Packet Representations

This module defines the core protocol-level packet structures used by the networking stack. It provides a unified way to serialize and deserialize common protocols (Ethernet, IPv4, TCP, UDP, etc.), with fields and conventions inspired by existing stacks like smoltcp.

It is designed for modular use — each protocol module (ethernet, ipv4, tcp, etc.) exports its own strongly typed representations and conversion methods. Together, they form the backbone for encoding, decoding, and inspecting packet data throughout the stack.


Design Goals

  • Protocol Isolation: Each protocol is self-contained and exposes only the relevant fields and logic.
  • Structured Parsing: Like smoltcp, packets are parsed from raw byte slices using type-safe structs with field-level accessors.
  • Flexible Composition: Designed so higher-level protocols (e.g., TCP over IPv4 over Ethernet) can layer on top of one another cleanly.

Error Handling

Usage for the user should return errors on a failed deserialization. The main way users will interact with the representations is by calling serialize/deserialize. This means that when we have a malformed packet, deserialize should inform the user by returning an Error.


Protocol Modules

Each protocol is defined in its own file and module, documented below:

ethernet

Represents Ethernet II frames. Includes fields like:

  • Destination and source MAC address
  • EtherType (IPv4, ARP, etc.)
  • Frame payload

arp

Represents ARP packets. Fields include:

  • Hardware and protocol type
  • Operation (request/reply)
  • Sender and target hardware/IP addresses

ipv4

Represents IPv4 packets. Fields include:

  • Version, IHL, total length
  • Source and destination IP addresses
  • Protocol (TCP, UDP, ICMP)
  • Payload

icmp

Represents ICMP messages such as:

  • Echo request/reply (ping)
  • Destination unreachable
  • Time exceeded

Provides high-level enums to match against message types.

udp

Represents UDP datagrams, with:

  • Source and destination ports
  • Length and checksum
  • Payload

tcp

Represents TCP segments. Contains:

  • Port numbers, sequence/ack numbers
  • Control flags (SYN, ACK, FIN, etc.)
  • Window size, checksum
  • Payload (after header and options)

dns

Represents basic DNS packets, including:

  • Header fields (ID, flags, question count, etc.)
  • Question and answer sections
  • No full parsing of all record types yet (TODO)

http

Simple and incomplete representation of HTTP requests/responses. Useful for debugging or application-level testing.

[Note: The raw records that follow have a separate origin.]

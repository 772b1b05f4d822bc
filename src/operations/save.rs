//! `plugconf save`: validate and persist one scope

use core::time::Duration;
use std::time::Instant;

use anyhow::{Context as _, Result};
use indicatif::{ProgressBar, ProgressStyle};
use serde_json::json;
use tracing::debug;

use crate::cli::SaveArgs;
use crate::config::Settings;
use crate::error::PlugconfError;
use crate::operations::resolve::open_session;
use crate::operations::{OutputFormat, apply_edits, format_errors};
use crate::persistence::{ConfigBackend, ConfigTarget};
use crate::schema::{self, ConfigScope};
use crate::session::{EditingSession, SaveOutcome, SaveRejected};
use crate::system::System;

/// Run the save command
///
/// # Errors
///
/// Returns a validation error when fields are invalid (nothing is sent),
/// or a persistence error when the backend refuses or cannot be reached.
#[inline]
pub fn run_save(
    system: &dyn System,
    settings: &Settings,
    args: &SaveArgs,
    format: OutputFormat,
) -> Result<()> {
    let model = schema::load_schema_file(system, &args.schema)?;
    if !model.has_scope(args.scope) {
        return Err(PlugconfError::configuration(format!(
            "The schema declares no {} configuration fields",
            args.scope
        ))
        .into());
    }

    let backend = settings.backend(system)?;
    let target = ConfigTarget::new(args.target.plugin.clone(), args.target.version_id.clone());
    let mut session = open_session(backend.as_ref(), target, model, settings)?;

    apply_edits(&mut session, &args.edits.parse_edits()?)?;
    let dirty = session.scope(args.scope).store().dirty_keys().len();
    debug!("{dirty} {} field(s) changed before saving", args.scope);

    let outcome = save_scope(&mut session, args.scope, backend.as_ref(), format)?;
    finish(&session, args.scope, &outcome, format)
}

/// Drive one save cycle with a spinner while the request is in flight
///
/// # Errors
///
/// Returns a validation error carrying the field errors when the scope is
/// invalid; the error report is printed first.
#[inline]
pub fn save_scope(
    session: &mut EditingSession,
    scope: ConfigScope,
    backend: &dyn ConfigBackend,
    format: OutputFormat,
) -> Result<SaveOutcome> {
    let ticket = match session.begin_save(scope, Instant::now()) {
        Ok(ticket) => ticket,
        Err(SaveRejected::Invalid(errors)) => {
            let report = match format {
                OutputFormat::Json => serde_json::to_string_pretty(&json!({
                    "scope": scope,
                    "saved": false,
                    "errors": errors,
                }))
                .context("Failed to serialize save report")?,
                OutputFormat::Text => format!(
                    "{}\n{}",
                    session
                        .scope(scope)
                        .state()
                        .message()
                        .unwrap_or_default(),
                    format_errors(session.schema(), &errors)
                ),
            };
            println!("{report}");
            return Err(PlugconfError::validation(format!(
                "{} {scope} field(s) failed validation",
                errors.len()
            ))
            .into());
        }
        Err(rejected) => return Err(PlugconfError::persistence(rejected.to_string()).into()),
    };

    let spinner = spinner(scope, format);
    let result = backend.save(ticket.target(), scope, ticket.payload());
    spinner.finish_and_clear();

    Ok(session.complete_save(ticket, result, Instant::now()))
}

fn spinner(scope: ConfigScope, format: OutputFormat) -> ProgressBar {
    if format == OutputFormat::Json {
        return ProgressBar::hidden();
    }

    let spinner = ProgressBar::new_spinner();
    if let Ok(style) = ProgressStyle::with_template("{spinner} {msg}") {
        spinner.set_style(style);
    }
    spinner.set_message(format!("Saving {scope} configuration..."));
    spinner.enable_steady_tick(Duration::from_millis(100));
    spinner
}

fn finish(
    session: &EditingSession,
    scope: ConfigScope,
    outcome: &SaveOutcome,
    format: OutputFormat,
) -> Result<()> {
    let message = session.scope(scope).state().message().unwrap_or_default();

    match *outcome {
        SaveOutcome::Saved => {
            match format {
                OutputFormat::Json => println!(
                    "{}",
                    serde_json::to_string_pretty(&json!({
                        "scope": scope,
                        "saved": true,
                        "values": session.scope(scope).baseline(),
                    }))
                    .context("Failed to serialize save report")?
                ),
                OutputFormat::Text => println!("✓ {message}"),
            }
            Ok(())
        }
        SaveOutcome::Failed(ref reason) => {
            if format == OutputFormat::Json {
                println!(
                    "{}",
                    serde_json::to_string_pretty(&json!({
                        "scope": scope,
                        "saved": false,
                        "message": reason,
                    }))
                    .context("Failed to serialize save report")?
                );
            }
            Err(PlugconfError::persistence(reason.clone()).into())
        }
        SaveOutcome::Ignored => Err(PlugconfError::persistence(
            "The save response arrived after the edits were discarded",
        )
        .into()),
    }
}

  • Method (GET, POST, etc.)
  • Path, headers, body
  • Minimal parsing

dhcp

Represents DHCP messages, including:

  • Message type (DISCOVER, OFFER, etc.)
  • Client hardware address, transaction ID
  • Option list

Used during IP address configuration over UDP.


Device Module

The dev module defines the Device trait, which provides a consistent interface for sending and receiving raw bytes from network interfaces (e.g., tap0). It is used by higher-level stack logic to bridge between the OS interface and the packet representations defined here.